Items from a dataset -
+++

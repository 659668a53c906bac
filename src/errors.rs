use chrono::{NaiveDate, NaiveTime};
use chrono_tz::Tz;
use thiserror::Error;

use crate::types::calendar::Exchange;
use crate::types::chart_range::ChartRange;
use crate::types::market::Market;

/// Failures reported by the range engine. None of them are transient: each
/// one means the caller supplied input the engine cannot turn into a valid
/// range or resolution.
#[derive(Error, Debug, Clone, PartialEq)]
pub enum RangeError {
    /// A parameter the requested range needs was not supplied, e.g. the
    /// previous close for a session market's 1D range, or custom dates for
    /// Custom and Max.
    #[error("missing required parameter `{parameter}` for {range} on {market}")]
    MissingRequiredParameter {
        parameter: &'static str,
        range: ChartRange,
        market: Market,
    },

    /// The backward walk for the previous trading day ran past its cap.
    #[error("no trading day found for {exchange} within {max_lookback_days} days")]
    UnresolvableCalendarSearch {
        exchange: Exchange,
        max_lookback_days: u32,
    },

    /// Every density band and every timespan/multiplier pair was rejected.
    #[error("no resolution fits {elapsed_minutes:.2} elapsed minutes")]
    NoResolutionFound { elapsed_minutes: f64 },

    #[error("custom range starts on {from} after it ends on {to}")]
    InvertedCustomDates { from: NaiveDate, to: NaiveDate },

    #[error("timestamp {0} is out of range")]
    InvalidTimestamp(i64),

    #[error("unsupported chart range: {0}")]
    UnsupportedRange(String),

    #[error("unsupported market: {0}")]
    UnsupportedMarket(String),

    /// The session time falls in a daylight-saving gap on that date.
    #[error("local time {time} does not exist on {date} in {timezone}")]
    NonexistentLocalTime {
        date: NaiveDate,
        time: NaiveTime,
        timezone: Tz,
    },

    #[error("invalid trading session for {market}: {reason}")]
    InvalidSession { market: Market, reason: String },
}
impl Document {
    pub fn file_name(&self) -> &str {
        &self.file_name
    }

    /// The full source text the document was parsed from.
    pub fn text(&self) -> &str {
        &self.text
    }

    /// Top-level expressions in source order.
    pub fn root(&self) -> &[NodeId] {
        &self.root
    }

    /// The node for `id`.
    ///
    /// Ids handed out by this document are always valid; an id from another
    /// document may panic.
    #[inline]
    pub fn node(&self, id: NodeId) -> &Node {
        &self.nodes[id.0]
    }

    #[inline]
    pub fn get(&self, id: NodeId) -> Option<&Node> {
        self.nodes.get(id.0)
    }

    pub fn node_count(&self) -> usize {
        self.nodes.len()
    }

    /// All nodes in allocation order (children before their parents).
    pub fn nodes(&self) -> impl Iterator<Item = (NodeId, &Node)> {
        self.nodes.iter().map(|(i, n)| (NodeId(i), n))
    }

    pub fn children(&self, id: NodeId) -> impl Iterator<Item = NodeId> + '_ {
        self.node(id).children()
    }

    pub fn parent(&self, id: NodeId) -> Option<NodeId> {
        self.node(id).data().parent
    }

    /// The innermost tag containing `id`, in constant time.
    pub fn enclosing_tag(&self, id: NodeId) -> Option<NodeId> {
        self.node(id).data().enclosing_tag
    }

    /// The source slice covered by a node.
    pub fn node_text(&self, id: NodeId) -> &str {
        self.slice(self.node(id).range())
    }

    pub fn slice(&self, range: TextRange) -> &str {
        self.text.get(range.to_range()).unwrap_or("")
    }

    pub fn resolve(&self, name: &Name) -> &str {
        self.interner.resolve(name.text)
    }

    /// All tags named `name`, in source order.
    pub fn tags_named(&self, name: &str) -> &[NodeId] {
        match self.interner.get(name) {
            Some(key) => self.tags_by_name.get(&key),
            None => &[],
        }
    }

    /// All `#define` blocks declaring a macro called `name`, in source order.
    pub fn macro_definitions(&self, name: &str) -> &[NodeId] {
        match self.interner.get(name) {
            Some(key) => self.macros_by_name.get(&key),
            None => &[],
        }
    }

    /// The last `#textdomain` starting before `offset`.
    pub fn textdomain_at(&self, offset: u32) -> Option<&Textdomain> {
        let count = self
            .textdomains
            .partition_point(|&id| self.node(id).range().pos < offset);
        let id = *self.textdomains.get(count.checked_sub(1)?)?;
        match self.node(id) {
            Node::Textdomain(t) => Some(t),
            _ => None,
        }
    }

    /// Horizontal whitespace tokens removed from the structural stream.
    pub fn trivia(&self) -> &[Token] {
        &self.trivia
    }

    pub fn line_map(&self) -> &LineMap {
        &self.line_map
    }
}

/// Incrementally assembles a [`Document`]. Children are allocated before
/// their parents; parent links are filled in by [`finish`](Self::finish).
#[derive(Debug)]
pub struct DocumentBuilder {
    file_name: String,
    text: String,
    nodes: Arena<Node>,
    interner: StringInterner,
}

impl DocumentBuilder {
    pub fn new(file_name: impl Into<String>, text: impl Into<String>) -> Self {
        let text = text.into();
        // Roughly one node per eight bytes of typical WML.
        let capacity = text.len() / 8;
        Self {
            file_name: file_name.into(),
            text,
            nodes: Arena::with_capacity(capacity),
            interner: StringInterner::new(),
        }
    }

    pub fn text(&self) -> &str {
        &self.text
    }

    pub fn intern(&mut self, text: &str) -> InternedString {
        self.interner.intern(text)
    }

    pub fn resolve(&self, text: InternedString) -> &str {
        self.interner.resolve(text)
    }

    pub fn alloc(&mut self, node: Node) -> NodeId {
        NodeId(self.nodes.alloc(node))
    }

    pub fn node(&self, id: NodeId) -> &Node {
        &self.nodes[id.0]
    }

    pub fn node_count(&self) -> usize {
        self.nodes.len()
    }

    /// Link parents and enclosing tags, build the name indexes and freeze
    /// the tree.
    pub fn finish(mut self, root: Vec<NodeId>, trivia: Vec<Token>) -> Document {
        let mut tags_by_name = MultiMap::new();
        let mut macros_by_name = MultiMap::new();
        let mut textdomains = Vec::new();

        // Pre-order walk so indexes list nodes in source order.
        let mut stack: Vec<(NodeId, Option<NodeId>, Option<NodeId>)> =
            root.iter().rev().map(|&id| (id, None, None)).collect();
        let mut children = Vec::new();
        while let Some((id, parent, enclosing_tag)) = stack.pop() {
            let node = &mut self.nodes[id.0];
            let data = node.data_mut();
            data.parent = parent;
            data.enclosing_tag = enclosing_tag;

            let inner_tag = match node {
                Node::Tag(tag) => {
                    tags_by_name.insert(tag.name.text, id);
                    Some(id)
                }
                Node::MacroDefine(define) => {
                    if let Some(name) = define.name {
                        macros_by_name.insert(name.text, id);
                    }
                    enclosing_tag
                }
                Node::Textdomain(_) => {
                    textdomains.push(id);
                    enclosing_tag
                }
                _ => enclosing_tag,
            };

            children.clear();
            children.extend(node.children());
            stack.extend(children.iter().rev().map(|&child| (child, Some(id), inner_tag)));
        }

        let line_map = LineMap::new(&self.text);
        Document {
            file_name: self.file_name,
            text: self.text,
            nodes: self.nodes,
            root,
            interner: self.interner,
            trivia,
            line_map,
            tags_by_name,
            macros_by_name,
            textdomains,
        }
    }
}

#[cfg(test)]
mod tests {
    use super::*;

    fn value(builder: &mut DocumentBuilder, text: &str, pos: u32) -> NodeId {
        let range = TextRange::new(pos, pos + text.len() as u32);
        builder.alloc(Node::Value(Value {
            data: NodeData::new(SyntaxKind::Value, range),
            token: SyntaxKind::Identifier,
            text: text.to_string(),
        }))
    }

    #[test]
    fn test_finish_links_parents_and_enclosing_tags() {
        let source = "[a]\nk=v\n[/a]";
        let mut builder = DocumentBuilder::new("test.cfg", source);
        let v = value(&mut builder, "v", 6);
        let key_name = builder.intern("k");
        let key = builder.alloc(Node::Key(Key {
            data: NodeData::new(SyntaxKind::Key, TextRange::new(4, 8)),
            name: Name { text: key_name, range: TextRange::new(4, 5) },
            values: vec![v],
            joins: Vec::new(),
            eol: Some(Token::new(SyntaxKind::NewLineToken, TextRange::new(7, 8))),
        }));
        let tag_name = builder.intern("a");
        let name = Name { text: tag_name, range: TextRange::new(1, 2) };
        let tag = builder.alloc(Node::Tag(Tag {
            data: NodeData::new(SyntaxKind::Tag, TextRange::new(0, 12)),
            name,
            plus: false,
            children: vec![key],
            end_name: Some(name),
        }));
        let doc = builder.finish(vec![tag], Vec::new());

        assert_eq!(doc.parent(v), Some(key));
        assert_eq!(doc.parent(key), Some(tag));
        assert_eq!(doc.parent(tag), None);
        assert_eq!(doc.enclosing_tag(v), Some(tag));
        assert_eq!(doc.enclosing_tag(tag), None);
        assert_eq!(doc.tags_named("a"), &[tag]);
        assert!(doc.tags_named("b").is_empty());
        assert_eq!(doc.node_text(key), "k=v\n");
        assert_eq!(doc.children(tag).collect::<Vec<_>>(), vec![key]);
    }

    #[test]
    fn test_directive_words() {
        let directive = Directive {
            kind: SyntaxKind::DefineDirective,
            range: TextRange::new(0, 24),
            argument: "UNIT TYPE  SIDE".to_string(),
        };
        assert_eq!(directive.words().collect::<Vec<_>>(), vec!["UNIT", "TYPE", "SIDE"]);
    }
}
//! wml_diagnostics: Diagnostic messages and error reporting infrastructure.
//!
//! Every problem found while scanning or parsing a WML document is reported
//! as a [`Diagnostic`] rather than aborting the parse. Diagnostics carry the
//! offending source span, a resolved message, a stable `WMLnnnn` code, a
//! severity ([`DiagnosticCategory`]) and the taxonomy bucket it belongs to
//! ([`DiagnosticKind`]).

use wml_core::text::TextSpan;
use std::fmt;

/// Severity of a diagnostic.
#[derive(Debug, Clone, Copy, PartialEq, Eq, Hash)]
pub enum DiagnosticCategory {
    Warning,
    Error,
}

impl fmt::Display for DiagnosticCategory {
    fn fmt(&self, f: &mut fmt::Formatter<'_>) -> fmt::Result {
        match self {
            DiagnosticCategory::Warning => write!(f, "warning"),
            DiagnosticCategory::Error => write!(f, "error"),
        }
    }
}

/// Which stage of the pipeline a diagnostic comes from.
#[derive(Debug, Clone, Copy, PartialEq, Eq, Hash)]
pub enum DiagnosticKind {
    /// Unterminated string literal or Lua block.
    Lex,
    /// Unexpected or missing tokens, unclosed constructs.
    Syntax,
    /// Well-formed but suspicious structure, e.g. a mismatched closing tag.
    Structural,
}

impl fmt::Display for DiagnosticKind {
    fn fmt(&self, f: &mut fmt::Formatter<'_>) -> fmt::Result {
        match self {
            DiagnosticKind::Lex => write!(f, "lex"),
            DiagnosticKind::Syntax => write!(f, "syntax"),
            DiagnosticKind::Structural => write!(f, "structural"),
        }
    }
}

/// A diagnostic message template with a code, category and kind.
#[derive(Debug, Clone)]
pub struct DiagnosticMessage {
    /// The diagnostic code (e.g., 1001, 2004).
    pub code: u32,
    pub category: DiagnosticCategory,
    pub kind: DiagnosticKind,
    /// The message template string. May contain `{0}`, `{1}`, etc. placeholders.
    pub message: &'static str,
}

/// A realized diagnostic with location information and resolved message text.
#[derive(Debug, Clone, PartialEq, Eq)]
pub struct Diagnostic {
    /// The source name this diagnostic refers to, if any.
    pub file: Option<String>,
    /// The source text span where this diagnostic occurred, if any.
    pub span: Option<TextSpan>,
    pub message_text: String,
    pub code: u32,
    pub category: DiagnosticCategory,
    pub kind: DiagnosticKind,
    /// Related diagnostics, e.g. the opening tag of a mismatched close.
    pub related_information: Vec<Diagnostic>,
}

impl Diagnostic {
    /// Create a new diagnostic without location info.
    pub fn new(message: &DiagnosticMessage, args: &[&str]) -> Self {
        Self {
            file: None,
            span: None,
            message_text: format_message(message.message, args),
            code: message.code,
            category: message.category,
            kind: message.kind,
            related_information: Vec::new(),
        }
    }

    /// Create a new diagnostic with file and span info.
    pub fn with_location(
        file: impl Into<String>,
        span: TextSpan,
        message: &DiagnosticMessage,
        args: &[&str],
    ) -> Self {
        Self {
            file: Some(file.into()),
            span: Some(span),
            ..Self::new(message, args)
        }
    }

    /// Add related diagnostic information.
    pub fn with_related(mut self, related: Diagnostic) -> Self {
        self.related_information.push(related);
        self
    }

    pub fn is_error(&self) -> bool {
        self.category == DiagnosticCategory::Error
    }

    /// Byte offset of the diagnostic, 0 when it has no location.
    pub fn offset(&self) -> u32 {
        self.span.map(|s| s.start).unwrap_or(0)
    }
}

impl fmt::Display for Diagnostic {
    fn fmt(&self, f: &mut fmt::Formatter<'_>) -> fmt::Result {
        if let Some(ref file) = self.file {
            write!(f, "{}", file)?;
            if let Some(span) = self.span {
                write!(f, "({})", span.start)?;
            }
            write!(f, ": ")?;
        }
        write!(f, "{} WML{}: {}", self.category, self.code, self.message_text)
    }
}

/// Format a diagnostic message template by replacing `{0}`, `{1}`, etc. with arguments.
pub fn format_message(template: &str, args: &[&str]) -> String {
    let mut result = template.to_string();
    for (i, arg) in args.iter().enumerate() {
        result = result.replace(&format!("{{{}}}", i), arg);
    }
    result
}

/// A collection of diagnostics accumulated while processing a document.
#[derive(Debug, Clone, Default)]
pub struct DiagnosticCollection {
    diagnostics: Vec<Diagnostic>,
}

impl DiagnosticCollection {
    pub fn new() -> Self {
        Self {
            diagnostics: Vec::new(),
        }
    }

    pub fn add(&mut self, diagnostic: Diagnostic) {
        self.diagnostics.push(diagnostic);
    }

    pub fn has_errors(&self) -> bool {
        self.diagnostics.iter().any(Diagnostic::is_error)
    }

    pub fn error_count(&self) -> usize {
        self.diagnostics.iter().filter(|d| d.is_error()).count()
    }

    pub fn warning_count(&self) -> usize {
        self.diagnostics.len() - self.error_count()
    }

    /// Number of diagnostics of the given kind.
    pub fn count_of(&self, kind: DiagnosticKind) -> usize {
        self.diagnostics.iter().filter(|d| d.kind == kind).count()
    }

    pub fn diagnostics(&self) -> &[Diagnostic] {
        &self.diagnostics
    }

    pub fn into_diagnostics(self) -> Vec<Diagnostic> {
        self.diagnostics
    }

    pub fn is_empty(&self) -> bool {
        self.diagnostics.is_empty()
    }

    pub fn len(&self) -> usize {
        self.diagnostics.len()
    }

    pub fn iter(&self) -> std::slice::Iter<'_, Diagnostic> {
        self.diagnostics.iter()
    }

    pub fn extend(&mut self, other: DiagnosticCollection) {
        self.diagnostics.extend(other.diagnostics);
    }

    /// Sort diagnostics by file and position. The sort is stable, so
    /// diagnostics at the same offset keep the order they were reported in.
    pub fn sort(&mut self) {
        self.diagnostics.sort_by(|a, b| {
            a.file
                .cmp(&b.file)
                .then_with(|| a.offset().cmp(&b.offset()))
        });
    }
}

impl<'a> IntoIterator for &'a DiagnosticCollection {
    type Item = &'a Diagnostic;
    type IntoIter = std::slice::Iter<'a, Diagnostic>;

    fn into_iter(self) -> Self::IntoIter {
        self.diagnostics.iter()
    }
}

// ============================================================================
// Diagnostic Messages
// ============================================================================

pub mod messages {
    use super::*;

    macro_rules! diag {
        ($code:expr, Error, $kind:ident, $msg:expr) => {
            DiagnosticMessage {
                code: $code,
                category: DiagnosticCategory::Error,
                kind: DiagnosticKind::$kind,
                message: $msg,
            }
        };
        ($code:expr, Warning, $kind:ident, $msg:expr) => {
            DiagnosticMessage {
                code: $code,
                category: DiagnosticCategory::Warning,
                kind: DiagnosticKind::$kind,
                message: $msg,
            }
        };
    }

    // ========================================================================
    // Scanner errors (1000-1999)
    // ========================================================================
    pub const UNTERMINATED_STRING_LITERAL: DiagnosticMessage = diag!(1001, Error, Lex, "Unterminated string literal.");
    pub const UNTERMINATED_LUA_BLOCK: DiagnosticMessage = diag!(1002, Error, Lex, "Unterminated Lua block, '>>' expected.");

    // ========================================================================
    // Grammar errors (2000-2999)
    // ========================================================================
    pub const UNEXPECTED_0: DiagnosticMessage = diag!(2001, Error, Syntax, "Unexpected {0}.");
    pub const _0_EXPECTED: DiagnosticMessage = diag!(2002, Error, Syntax, "{0} expected.");
    pub const EXPECTED_0_BUT_FOUND_1: DiagnosticMessage = diag!(2003, Error, Syntax, "Expected {0} but found {1}.");
    pub const TAG_0_IS_NOT_CLOSED: DiagnosticMessage = diag!(2004, Error, Syntax, "Tag '[{0}]' is not closed, '[/{0}]' expected.");
    pub const CLOSING_TAG_0_HAS_NO_OPENING_TAG: DiagnosticMessage = diag!(2005, Error, Syntax, "Closing tag '[/{0}]' has no matching opening tag.");
    pub const KEY_0_OUTSIDE_OF_TAG: DiagnosticMessage = diag!(2006, Error, Syntax, "Key '{0}' must appear inside a tag.");
    pub const ENDDEF_EXPECTED_FOR_0: DiagnosticMessage = diag!(2007, Error, Syntax, "'#enddef' expected to close the definition of '{0}'.");
    pub const ENDIF_EXPECTED_FOR_0: DiagnosticMessage = diag!(2008, Error, Syntax, "'#endif' expected to close '{0}'.");
    pub const ELSE_REQUIRES_A_BODY: DiagnosticMessage = diag!(2009, Error, Syntax, "'#else' must be followed by at least one expression.");
    pub const MAXIMUM_NESTING_DEPTH_0_EXCEEDED: DiagnosticMessage = diag!(2010, Error, Syntax, "Maximum nesting depth of {0} exceeded.");
    pub const DIRECTIVE_0_HAS_NO_OPENING_DIRECTIVE: DiagnosticMessage = diag!(2011, Error, Syntax, "'{0}' has no matching opening directive.");
    pub const CLOSE_BRACE_EXPECTED_FOR_MACRO_0: DiagnosticMessage = diag!(2012, Error, Syntax, "'}' expected to close the call of macro '{0}'.");

    // ========================================================================
    // Structural warnings (3000-3999)
    // ========================================================================
    pub const CLOSING_TAG_1_DOES_NOT_MATCH_0: DiagnosticMessage = diag!(3001, Warning, Structural, "Closing tag '[/{1}]' does not match opening tag '[{0}]'.");
    pub const OPENING_TAG_0_IS_HERE: DiagnosticMessage = diag!(3002, Warning, Structural, "Tag '[{0}]' is opened here.");
}

#[cfg(test)]
mod tests {
    use super::*;

    #[test]
    fn test_format_message() {
        let msg = format_message("Closing tag '[/{1}]' does not match opening tag '[{0}]'.", &["foo", "bar"]);
        assert_eq!(msg, "Closing tag '[/bar]' does not match opening tag '[foo]'.");
    }

    #[test]
    fn test_format_message_no_args() {
        let msg = format_message("Unterminated string literal.", &[]);
        assert_eq!(msg, "Unterminated string literal.");
    }

    #[test]
    fn test_diagnostic_display() {
        let diag = Diagnostic::with_location(
            "units.cfg",
            TextSpan::new(10, 5),
            &messages::TAG_0_IS_NOT_CLOSED,
            &["unit"],
        );
        assert_eq!(
            diag.to_string(),
            "units.cfg(10): error WML2004: Tag '[unit]' is not closed, '[/unit]' expected."
        );
    }

    #[test]
    fn test_diagnostic_without_location() {
        let diag = Diagnostic::new(&messages::UNTERMINATED_LUA_BLOCK, &[]);
        assert!(diag.file.is_none());
        assert!(diag.span.is_none());
        assert_eq!(diag.code, 1002);
        assert_eq!(diag.kind, DiagnosticKind::Lex);
        assert!(diag.is_error());
    }

    #[test]
    fn test_diagnostic_collection_counts() {
        let mut collection = DiagnosticCollection::new();
        assert!(collection.is_empty());

        collection.add(Diagnostic::new(&messages::UNEXPECTED_0, &["']'"]));
        collection.add(Diagnostic::new(&messages::CLOSING_TAG_1_DOES_NOT_MATCH_0, &["a", "b"]));
        assert!(collection.has_errors());
        assert_eq!(collection.error_count(), 1);
        assert_eq!(collection.warning_count(), 1);
        assert_eq!(collection.count_of(DiagnosticKind::Structural), 1);
    }

    #[test]
    fn test_diagnostic_collection_sort_is_stable() {
        let mut collection = DiagnosticCollection::new();
        collection.add(Diagnostic::with_location("a.cfg", TextSpan::new(10, 1), &messages::UNEXPECTED_0, &["x"]));
        collection.add(Diagnostic::with_location("a.cfg", TextSpan::new(5, 1), &messages::UNEXPECTED_0, &["y"]));
        collection.add(Diagnostic::with_location("a.cfg", TextSpan::new(5, 1), &messages::UNEXPECTED_0, &["z"]));
        collection.sort();
        let texts: Vec<_> = collection.iter().map(|d| d.message_text.as_str()).collect();
        assert_eq!(texts, vec!["Unexpected y.", "Unexpected z.", "Unexpected x."]);
    }

    #[test]
    fn test_diagnostic_with_related() {
        let primary = Diagnostic::new(&messages::CLOSING_TAG_1_DOES_NOT_MATCH_0, &["foo", "bar"]);
        let related = Diagnostic::new(&messages::OPENING_TAG_0_IS_HERE, &["foo"]);
        let combined = primary.with_related(related);
        assert_eq!(combined.related_information.len(), 1);
    }
}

+++

WHAT YOU SHOULD DO - Filter the records for lines holding the string "types". Copy each one.

RESULT OF THIS TASK -
use crate::types::calendar::Exchange;
use crate::types::chart_range::ChartRange;
use crate::types::market::Market;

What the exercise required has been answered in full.